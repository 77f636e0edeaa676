//! The script-side `meta` command.
//!
//! Scripts read and write the active layer's metadata table through one
//! callable with verb dispatch:
//!
//! ```python
//! meta("get", name)         # value, or None when absent
//! meta("set", name, value)
//! meta("exists", name)      # bool
//! meta("unset", name)       # no-op when absent
//! meta("names")             # all keys in table order
//! ```
//!
//! The command resolves "the current layer" through the environment's
//! active-layer binding, installed immediately before any layer-scoped
//! evaluation. Calling it with no binding is an adapter bug, not a script
//! error, and raises a diagnostic saying so.

use std::sync::{Arc, Mutex, PoisonError};

use pylayer_common::metadata::Metadata;
use pyo3::exceptions::{PyRuntimeError, PyTypeError, PyValueError};
use pyo3::prelude::*;
use pyo3::types::{PyBool, PyDict, PyList, PyString, PyTuple};

#[pyclass]
pub(crate) struct MetaCommand {
    active: Arc<Mutex<Option<Metadata>>>,
}

#[pymethods]
impl MetaCommand {
    #[pyo3(signature = (*args))]
    fn __call__(&self, py: Python<'_>, args: &Bound<'_, PyTuple>) -> PyResult<PyObject> {
        let metadata = self
            .active
            .lock()
            .unwrap_or_else(PoisonError::into_inner)
            .clone()
            .ok_or_else(|| {
                PyRuntimeError::new_err(
                    "software failure: meta command invoked with no active layer bound \
                     to the interpreter",
                )
            })?;

        if args.is_empty() {
            return Err(PyTypeError::new_err(
                "wrong # args: should be \"meta(option, ...)\"",
            ));
        }
        let verb: String = args
            .get_item(0)?
            .extract()
            .map_err(|_| PyTypeError::new_err("meta option must be a string"))?;

        match verb.as_str() {
            "get" => {
                expect_args(args, 2, "meta('get', name)")?;
                let name = name_arg(args, 1)?;
                match metadata.get(&name) {
                    Some(value) => Ok(PyString::new(py, &value).into_any().unbind()),
                    None => Ok(py.None()),
                }
            }
            "set" => {
                expect_args(args, 3, "meta('set', name, value)")?;
                let name = name_arg(args, 1)?;
                let value = args.get_item(2)?;
                let value = value.str()?;
                metadata.set(name, value.to_string_lossy().into_owned());
                Ok(py.None())
            }
            "exists" => {
                expect_args(args, 2, "meta('exists', name)")?;
                let name = name_arg(args, 1)?;
                Ok(PyBool::new(py, metadata.exists(&name))
                    .to_owned()
                    .into_any()
                    .unbind())
            }
            "unset" => {
                expect_args(args, 2, "meta('unset', name)")?;
                let name = name_arg(args, 1)?;
                metadata.unset(&name);
                Ok(py.None())
            }
            "names" => {
                expect_args(args, 1, "meta('names')")?;
                Ok(PyList::new(py, metadata.names())?.into_any().unbind())
            }
            other => Err(PyValueError::new_err(format!(
                "bad meta option \"{other}\": must be get, set, exists, unset, or names"
            ))),
        }
    }
}

fn expect_args(args: &Bound<'_, PyTuple>, count: usize, usage: &str) -> PyResult<()> {
    if args.len() != count {
        return Err(PyTypeError::new_err(format!(
            "wrong # args: should be \"{usage}\""
        )));
    }
    Ok(())
}

fn name_arg(args: &Bound<'_, PyTuple>, index: usize) -> PyResult<String> {
    args.get_item(index)?
        .extract()
        .map_err(|_| PyTypeError::new_err("meta variable name must be a string"))
}

/// Install the `meta` command into an environment's globals.
pub(crate) fn register(
    py: Python<'_>,
    globals: &Bound<'_, PyDict>,
    active: Arc<Mutex<Option<Metadata>>>,
) -> PyResult<()> {
    let command = Py::new(py, MetaCommand { active })?;
    globals.set_item("meta", command)
}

§

**WHAT TO PRODUCE:** Where the string "environment" occurs in a line of the listing, copy the line.

**SOLUTION FOR THIS PROBLEM:**
//! The command resolves "the current layer" through the environment's
/// Install the `meta` command into an environment's globals.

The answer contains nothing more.